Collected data
★ ★ ★
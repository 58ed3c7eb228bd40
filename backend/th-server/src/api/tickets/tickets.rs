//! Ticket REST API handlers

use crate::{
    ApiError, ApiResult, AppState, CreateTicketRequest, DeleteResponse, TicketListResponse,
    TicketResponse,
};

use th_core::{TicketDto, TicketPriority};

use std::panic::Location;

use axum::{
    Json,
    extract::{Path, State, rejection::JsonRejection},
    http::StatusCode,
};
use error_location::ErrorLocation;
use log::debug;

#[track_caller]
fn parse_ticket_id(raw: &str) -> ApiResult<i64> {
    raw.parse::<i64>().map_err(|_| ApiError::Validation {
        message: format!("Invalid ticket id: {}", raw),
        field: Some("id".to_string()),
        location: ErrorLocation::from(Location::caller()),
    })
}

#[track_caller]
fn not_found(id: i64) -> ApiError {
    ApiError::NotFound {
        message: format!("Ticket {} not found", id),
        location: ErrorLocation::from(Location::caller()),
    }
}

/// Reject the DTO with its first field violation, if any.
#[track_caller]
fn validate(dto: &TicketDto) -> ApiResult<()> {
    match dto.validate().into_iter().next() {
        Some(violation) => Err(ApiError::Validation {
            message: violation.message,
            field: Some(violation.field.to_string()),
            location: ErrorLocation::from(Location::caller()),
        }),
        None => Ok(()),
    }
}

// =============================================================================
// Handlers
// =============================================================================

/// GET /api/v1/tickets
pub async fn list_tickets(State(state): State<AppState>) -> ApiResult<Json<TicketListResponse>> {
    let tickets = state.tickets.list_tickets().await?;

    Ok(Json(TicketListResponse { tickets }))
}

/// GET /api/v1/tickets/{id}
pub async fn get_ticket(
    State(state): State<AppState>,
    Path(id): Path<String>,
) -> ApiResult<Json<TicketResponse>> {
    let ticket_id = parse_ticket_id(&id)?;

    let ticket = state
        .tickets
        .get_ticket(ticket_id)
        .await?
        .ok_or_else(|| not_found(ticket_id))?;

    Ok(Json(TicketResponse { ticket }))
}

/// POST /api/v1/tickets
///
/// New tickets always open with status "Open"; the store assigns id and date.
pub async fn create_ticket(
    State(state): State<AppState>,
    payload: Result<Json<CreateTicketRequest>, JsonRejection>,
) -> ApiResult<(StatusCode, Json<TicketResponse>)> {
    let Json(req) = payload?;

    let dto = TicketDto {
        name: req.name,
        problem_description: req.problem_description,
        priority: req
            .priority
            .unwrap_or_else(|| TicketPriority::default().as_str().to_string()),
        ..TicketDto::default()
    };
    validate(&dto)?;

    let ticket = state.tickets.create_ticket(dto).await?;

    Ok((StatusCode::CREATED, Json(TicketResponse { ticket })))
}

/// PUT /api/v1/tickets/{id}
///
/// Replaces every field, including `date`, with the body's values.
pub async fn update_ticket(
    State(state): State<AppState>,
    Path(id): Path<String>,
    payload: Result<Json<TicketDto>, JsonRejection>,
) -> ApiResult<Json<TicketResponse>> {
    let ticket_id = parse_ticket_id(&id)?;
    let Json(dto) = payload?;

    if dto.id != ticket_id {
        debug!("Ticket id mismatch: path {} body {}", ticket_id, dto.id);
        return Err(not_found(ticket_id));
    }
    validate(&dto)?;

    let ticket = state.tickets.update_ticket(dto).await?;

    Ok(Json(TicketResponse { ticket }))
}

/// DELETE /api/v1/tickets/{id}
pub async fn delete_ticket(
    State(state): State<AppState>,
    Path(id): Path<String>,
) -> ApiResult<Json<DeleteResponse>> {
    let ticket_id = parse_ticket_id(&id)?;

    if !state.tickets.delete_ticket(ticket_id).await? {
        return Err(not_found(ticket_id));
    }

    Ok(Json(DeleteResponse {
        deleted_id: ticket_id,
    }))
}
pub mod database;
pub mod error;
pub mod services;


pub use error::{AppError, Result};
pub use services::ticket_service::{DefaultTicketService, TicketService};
★ ★ ★
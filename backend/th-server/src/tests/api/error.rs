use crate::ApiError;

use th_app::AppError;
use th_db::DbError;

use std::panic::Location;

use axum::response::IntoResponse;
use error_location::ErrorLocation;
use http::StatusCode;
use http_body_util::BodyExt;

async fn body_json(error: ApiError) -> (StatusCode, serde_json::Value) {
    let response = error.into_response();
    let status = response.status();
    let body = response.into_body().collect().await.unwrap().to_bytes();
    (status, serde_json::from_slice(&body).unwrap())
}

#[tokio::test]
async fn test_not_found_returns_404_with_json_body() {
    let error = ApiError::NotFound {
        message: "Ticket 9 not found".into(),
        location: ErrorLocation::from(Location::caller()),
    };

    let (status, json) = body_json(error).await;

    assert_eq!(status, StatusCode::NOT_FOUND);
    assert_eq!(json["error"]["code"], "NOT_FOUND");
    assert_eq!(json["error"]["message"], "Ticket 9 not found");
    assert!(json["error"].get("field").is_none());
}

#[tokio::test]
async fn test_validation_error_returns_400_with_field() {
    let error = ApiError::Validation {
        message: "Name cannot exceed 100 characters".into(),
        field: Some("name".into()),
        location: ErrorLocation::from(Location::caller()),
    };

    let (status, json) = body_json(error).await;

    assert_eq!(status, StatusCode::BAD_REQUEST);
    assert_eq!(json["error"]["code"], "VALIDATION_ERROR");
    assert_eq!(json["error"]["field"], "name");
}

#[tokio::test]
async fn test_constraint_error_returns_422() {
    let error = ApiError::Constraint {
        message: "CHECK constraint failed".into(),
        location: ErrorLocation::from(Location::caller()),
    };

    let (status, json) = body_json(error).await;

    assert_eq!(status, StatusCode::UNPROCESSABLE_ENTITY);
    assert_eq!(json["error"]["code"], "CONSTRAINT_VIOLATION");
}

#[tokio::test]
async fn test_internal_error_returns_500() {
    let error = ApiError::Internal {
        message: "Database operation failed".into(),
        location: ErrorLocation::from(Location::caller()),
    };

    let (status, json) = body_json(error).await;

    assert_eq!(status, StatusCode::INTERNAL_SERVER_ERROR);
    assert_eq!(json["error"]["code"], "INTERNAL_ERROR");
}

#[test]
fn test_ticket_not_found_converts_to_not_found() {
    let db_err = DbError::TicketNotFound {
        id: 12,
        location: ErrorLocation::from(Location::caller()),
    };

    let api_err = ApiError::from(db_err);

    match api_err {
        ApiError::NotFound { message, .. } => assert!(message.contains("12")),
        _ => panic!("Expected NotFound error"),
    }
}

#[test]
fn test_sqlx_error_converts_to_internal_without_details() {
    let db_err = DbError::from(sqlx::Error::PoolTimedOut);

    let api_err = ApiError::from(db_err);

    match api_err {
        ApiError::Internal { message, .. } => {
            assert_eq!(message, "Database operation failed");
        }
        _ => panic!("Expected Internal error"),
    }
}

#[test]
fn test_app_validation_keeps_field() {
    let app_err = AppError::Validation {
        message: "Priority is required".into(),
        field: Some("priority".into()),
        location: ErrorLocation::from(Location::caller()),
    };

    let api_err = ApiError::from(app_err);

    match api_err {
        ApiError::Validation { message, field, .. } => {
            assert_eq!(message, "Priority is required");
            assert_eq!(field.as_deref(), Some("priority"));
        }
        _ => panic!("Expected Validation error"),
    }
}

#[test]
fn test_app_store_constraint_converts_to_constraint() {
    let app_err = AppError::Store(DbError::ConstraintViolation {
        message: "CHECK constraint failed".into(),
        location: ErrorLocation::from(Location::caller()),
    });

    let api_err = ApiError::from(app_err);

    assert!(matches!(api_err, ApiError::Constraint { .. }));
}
★ ★ ★
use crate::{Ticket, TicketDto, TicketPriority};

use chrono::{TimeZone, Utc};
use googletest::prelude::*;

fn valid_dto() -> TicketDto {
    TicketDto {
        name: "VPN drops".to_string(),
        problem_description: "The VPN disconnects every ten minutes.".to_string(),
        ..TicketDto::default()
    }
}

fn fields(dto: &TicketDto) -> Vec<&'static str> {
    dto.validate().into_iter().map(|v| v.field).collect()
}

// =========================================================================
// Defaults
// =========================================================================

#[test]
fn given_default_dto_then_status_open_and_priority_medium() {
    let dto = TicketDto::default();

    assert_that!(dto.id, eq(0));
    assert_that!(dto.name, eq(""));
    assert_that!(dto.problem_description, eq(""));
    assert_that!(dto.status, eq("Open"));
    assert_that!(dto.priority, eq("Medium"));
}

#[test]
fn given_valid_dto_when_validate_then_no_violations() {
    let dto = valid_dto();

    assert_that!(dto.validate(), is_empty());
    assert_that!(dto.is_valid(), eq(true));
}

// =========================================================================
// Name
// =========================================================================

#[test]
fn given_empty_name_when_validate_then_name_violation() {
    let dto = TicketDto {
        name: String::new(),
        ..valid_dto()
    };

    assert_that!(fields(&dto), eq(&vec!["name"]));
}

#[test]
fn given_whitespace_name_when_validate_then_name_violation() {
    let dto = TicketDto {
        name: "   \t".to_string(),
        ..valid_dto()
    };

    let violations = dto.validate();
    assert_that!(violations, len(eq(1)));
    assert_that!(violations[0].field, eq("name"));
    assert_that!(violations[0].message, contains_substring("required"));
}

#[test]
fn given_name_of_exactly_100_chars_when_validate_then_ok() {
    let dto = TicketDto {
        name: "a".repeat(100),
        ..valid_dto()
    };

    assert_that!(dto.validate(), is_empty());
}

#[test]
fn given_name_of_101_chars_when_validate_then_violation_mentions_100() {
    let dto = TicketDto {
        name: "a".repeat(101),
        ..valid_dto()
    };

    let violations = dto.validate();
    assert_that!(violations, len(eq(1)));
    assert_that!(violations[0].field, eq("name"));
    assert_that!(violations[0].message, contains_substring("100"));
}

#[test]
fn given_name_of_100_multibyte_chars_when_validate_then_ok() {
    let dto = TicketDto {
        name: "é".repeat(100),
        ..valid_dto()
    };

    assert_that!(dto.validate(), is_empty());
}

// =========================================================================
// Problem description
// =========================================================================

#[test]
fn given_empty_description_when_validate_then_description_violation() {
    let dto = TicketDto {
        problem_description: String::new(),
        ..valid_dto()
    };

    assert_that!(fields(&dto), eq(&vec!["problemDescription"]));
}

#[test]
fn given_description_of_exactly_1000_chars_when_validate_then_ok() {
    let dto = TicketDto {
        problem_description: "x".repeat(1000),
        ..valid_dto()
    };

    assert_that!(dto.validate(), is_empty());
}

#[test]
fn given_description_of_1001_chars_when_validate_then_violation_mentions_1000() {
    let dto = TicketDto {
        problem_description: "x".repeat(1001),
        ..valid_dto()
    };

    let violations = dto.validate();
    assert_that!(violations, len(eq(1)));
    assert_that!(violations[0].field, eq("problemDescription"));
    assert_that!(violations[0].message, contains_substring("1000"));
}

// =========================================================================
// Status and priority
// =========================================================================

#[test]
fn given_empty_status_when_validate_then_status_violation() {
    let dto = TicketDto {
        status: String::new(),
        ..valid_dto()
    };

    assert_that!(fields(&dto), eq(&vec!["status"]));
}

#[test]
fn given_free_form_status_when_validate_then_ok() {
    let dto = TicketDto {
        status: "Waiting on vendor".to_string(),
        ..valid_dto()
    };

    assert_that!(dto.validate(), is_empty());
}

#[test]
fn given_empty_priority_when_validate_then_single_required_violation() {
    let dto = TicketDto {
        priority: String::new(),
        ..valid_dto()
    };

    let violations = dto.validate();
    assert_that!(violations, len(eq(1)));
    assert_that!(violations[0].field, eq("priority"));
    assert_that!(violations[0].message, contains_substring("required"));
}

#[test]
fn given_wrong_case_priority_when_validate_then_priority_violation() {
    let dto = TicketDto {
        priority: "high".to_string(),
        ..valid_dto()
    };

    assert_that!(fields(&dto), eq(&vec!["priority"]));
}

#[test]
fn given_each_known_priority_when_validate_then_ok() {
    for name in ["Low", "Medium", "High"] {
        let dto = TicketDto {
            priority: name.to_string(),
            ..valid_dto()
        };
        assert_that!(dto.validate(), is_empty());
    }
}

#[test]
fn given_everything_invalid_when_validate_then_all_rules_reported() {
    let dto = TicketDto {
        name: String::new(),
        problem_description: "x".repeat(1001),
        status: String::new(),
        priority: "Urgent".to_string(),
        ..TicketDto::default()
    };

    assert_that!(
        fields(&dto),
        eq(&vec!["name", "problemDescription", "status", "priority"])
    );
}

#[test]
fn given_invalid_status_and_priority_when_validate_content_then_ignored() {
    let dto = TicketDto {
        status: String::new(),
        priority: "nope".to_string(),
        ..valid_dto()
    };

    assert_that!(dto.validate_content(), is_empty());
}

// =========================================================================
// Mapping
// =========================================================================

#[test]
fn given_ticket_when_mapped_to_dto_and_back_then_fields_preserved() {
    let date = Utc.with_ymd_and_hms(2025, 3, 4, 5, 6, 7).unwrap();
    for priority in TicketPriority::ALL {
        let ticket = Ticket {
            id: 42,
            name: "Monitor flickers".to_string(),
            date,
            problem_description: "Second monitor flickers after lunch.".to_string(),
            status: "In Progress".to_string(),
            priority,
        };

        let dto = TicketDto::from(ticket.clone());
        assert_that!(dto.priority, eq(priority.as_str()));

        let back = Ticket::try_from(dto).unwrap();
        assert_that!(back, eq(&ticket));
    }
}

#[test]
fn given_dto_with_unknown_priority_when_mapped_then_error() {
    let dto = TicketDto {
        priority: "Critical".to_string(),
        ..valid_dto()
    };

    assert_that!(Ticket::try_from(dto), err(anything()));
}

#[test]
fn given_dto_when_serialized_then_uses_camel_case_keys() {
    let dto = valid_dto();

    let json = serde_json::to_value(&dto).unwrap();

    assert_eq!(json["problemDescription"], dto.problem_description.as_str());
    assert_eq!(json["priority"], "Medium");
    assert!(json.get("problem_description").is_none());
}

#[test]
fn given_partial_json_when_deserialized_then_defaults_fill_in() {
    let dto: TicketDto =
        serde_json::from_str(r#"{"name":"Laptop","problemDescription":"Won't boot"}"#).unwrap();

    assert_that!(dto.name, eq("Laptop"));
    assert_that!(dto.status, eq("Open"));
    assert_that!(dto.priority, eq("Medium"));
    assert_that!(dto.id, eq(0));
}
★ ★ ★
▶ _How to complete this task_
Every line above with the string "Laptop" in it should be copied into the answer.

▶ _Solution_
        serde_json::from_str(r#"{"name":"Laptop","problemDescription":"Won't boot"}"#).unwrap();
    assert_that!(dto.name, eq("Laptop"));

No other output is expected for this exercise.